§ **MATERIAL FOR THIS EXERCISE**

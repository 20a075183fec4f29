//! linkpulse service and command-line entry point.
//!
//! # Usage
//!
//! ```bash
//! # Run the HTTP server, click workers and availability monitor
//! linkpulse serve
//!
//! # Shorten a URL without going through the API
//! linkpulse create --url https://example.com/some/long/path
//!
//! # Show click total for a short code
//! linkpulse stats --code aB3xYz
//!
//! # Apply database migrations
//! linkpulse migrate
//! ```
//!
//! Configuration is read from the environment (and `.env`); see
//! [`linkpulse::config`].

use linkpulse::api::dto::links::CreateLinkRequest;
use linkpulse::application::services::{LinkService, StatsService};
use linkpulse::config::{self, Config};
use linkpulse::infrastructure::persistence::{PgClickRepository, PgLinkRepository};
use linkpulse::{server, telemetry};

use anyhow::{Context, Result};
use clap::{Parser, Subcommand};
use colored::*;
use std::sync::Arc;
use validator::Validate;

/// Link shortener with click analytics and availability monitoring.
#[derive(Parser)]
#[command(name = "linkpulse")]
#[command(author, version, about, long_about = None)]
struct Cli {
    #[command(subcommand)]
    command: Option<Commands>,
}

#[derive(Subcommand)]
enum Commands {
    /// Run the HTTP server (default)
    Serve,

    /// Create a short link
    Create {
        /// URL to shorten
        #[arg(short, long)]
        url: String,
    },

    /// Show click statistics for a short code
    Stats {
        /// Short code to look up
        #[arg(short, long)]
        code: String,
    },

    /// Apply pending database migrations
    Migrate,
}

#[tokio::main]
async fn main() -> Result<()> {
    dotenvy::dotenv().ok();

    let cli = Cli::parse();

    let config = config::load_from_env().context("Invalid configuration")?;
    telemetry::init(&config.log_level, &config.log_format)?;

    match cli.command.unwrap_or(Commands::Serve) {
        Commands::Serve => {
            config.print_summary();
            server::run(config).await
        }
        Commands::Create { url } => create_link(&config, url).await,
        Commands::Stats { code } => show_stats(&config, &code).await,
        Commands::Migrate => migrate(&config).await,
    }
}

async fn create_link(config: &Config, long_url: String) -> Result<()> {
    let request = CreateLinkRequest { long_url };
    if let Err(e) = request.validate() {
        println!("{} {}", "Invalid URL:".red().bold(), e);
        anyhow::bail!("URL validation failed");
    }

    let pool = Arc::new(server::connect(config).await?);
    let service = LinkService::new(Arc::new(PgLinkRepository::new(pool.clone())));

    let link = service
        .create_link(&request.long_url)
        .await
        .map_err(|e| anyhow::anyhow!("Failed to create link: {}", e))?;

    println!("{}", "Short link created".green().bold());
    println!();
    println!("  Code:      {}", link.short_code.bright_yellow().bold());
    println!("  Target:    {}", link.long_url.cyan());
    println!(
        "  Short URL: {}",
        service
            .get_short_url(&config.base_url, &link.short_code)
            .bright_white()
    );
    println!();

    pool.close().await;
    Ok(())
}

async fn show_stats(config: &Config, code: &str) -> Result<()> {
    let pool = Arc::new(server::connect(config).await?);
    let service = StatsService::new(
        Arc::new(PgLinkRepository::new(pool.clone())),
        Arc::new(PgClickRepository::new(pool.clone())),
    );

    let stats = service
        .get_link_stats(code)
        .await
        .map_err(|e| anyhow::anyhow!("Failed to load statistics for '{}': {}", code, e))?;

    println!("{}", "Link statistics".bright_blue().bold());
    println!();
    println!("  Code:    {}", stats.link.short_code.bright_yellow());
    println!("  Target:  {}", stats.link.long_url.cyan());
    println!(
        "  Created: {}",
        stats
            .link
            .created_at
            .format("%Y-%m-%d %H:%M")
            .to_string()
            .bright_black()
    );
    println!(
        "  Clicks:  {}",
        stats.total_clicks.to_string().bright_white().bold()
    );
    println!();

    pool.close().await;
    Ok(())
}

async fn migrate(config: &Config) -> Result<()> {
    let pool = server::connect(config).await?;
    server::run_migrations(&pool).await?;
    pool.close().await;

    println!("{}", "Migrations applied".green().bold());
    Ok(())
}
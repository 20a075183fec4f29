//! HTTP request/response tracing middleware.

use tower_http::LatencyUnit;
use tower_http::classify::{ServerErrorsAsFailures, SharedClassifier};
use tower_http::trace::{DefaultMakeSpan, DefaultOnFailure, DefaultOnResponse, TraceLayer};
use tracing::Level;

/// Creates a tracing middleware for HTTP requests.
///
/// Each request gets an `INFO` span carrying method, URI and version. The
/// response is logged with status and latency in milliseconds; 5xx responses
/// are additionally reported at `ERROR`.
///
/// ```text
/// INFO request{method=GET uri=/aB3xYz version=HTTP/1.1}: finished processing request latency=2 ms status=302
/// ```
pub fn layer() -> TraceLayer<SharedClassifier<ServerErrorsAsFailures>> {
    TraceLayer::new_for_http()
        .make_span_with(DefaultMakeSpan::new().level(Level::INFO))
        .on_response(
            DefaultOnResponse::new()
                .level(Level::INFO)
                .latency_unit(LatencyUnit::Millis),
        )
        .on_failure(
            DefaultOnFailure::new()
                .level(Level::ERROR)
                .latency_unit(LatencyUnit::Millis),
        )
}
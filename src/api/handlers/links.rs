//! Handlers for link creation and statistics.

use axum::{
    Json,
    extract::{Path, State},
    http::StatusCode,
};
use validator::Validate;

use crate::api::dto::links::{CreateLinkRequest, CreateLinkResponse};
use crate::api::dto::stats::LinkStatsResponse;
use crate::error::AppError;
use crate::state::AppState;

/// Creates a short link.
///
/// # Endpoint
///
/// `POST /api/v1/links`
///
/// # Request Body
///
/// ```json
/// { "long_url": "https://example.com/some/long/path" }
/// ```
///
/// # Response
///
/// **201 Created**
///
/// ```json
/// {
///   "short_code": "aB3xYz",
///   "long_url": "https://example.com/some/long/path",
///   "full_short_url": "http://localhost:8080/aB3xYz"
/// }
/// ```
///
/// # Errors
///
/// Returns 400 Bad Request if the URL is invalid.
/// Returns 503 Service Unavailable if no free short code was found.
pub async fn create_link_handler(
    State(state): State<AppState>,
    Json(payload): Json<CreateLinkRequest>,
) -> Result<(StatusCode, Json<CreateLinkResponse>), AppError> {
    payload.validate()?;

    let link = state.link_service.create_link(&payload.long_url).await?;
    let full_short_url = state
        .link_service
        .get_short_url(&state.base_url, &link.short_code);

    Ok((
        StatusCode::CREATED,
        Json(CreateLinkResponse {
            short_code: link.short_code,
            long_url: link.long_url,
            full_short_url,
        }),
    ))
}

/// Returns the click total of a short link.
///
/// # Endpoint
///
/// `GET /api/v1/links/{code}/stats`
///
/// # Errors
///
/// Returns 404 Not Found if the code does not exist.
pub async fn link_stats_handler(
    State(state): State<AppState>,
    Path(code): Path<String>,
) -> Result<Json<LinkStatsResponse>, AppError> {
    let stats = state.stats_service.get_link_stats(&code).await?;

    Ok(Json(stats.into()))
}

§ **TO DO**
Once you have counted the lines of the records holding the string "green", state that number with no other words.

§ **ANSWER FOR THE TASK**
2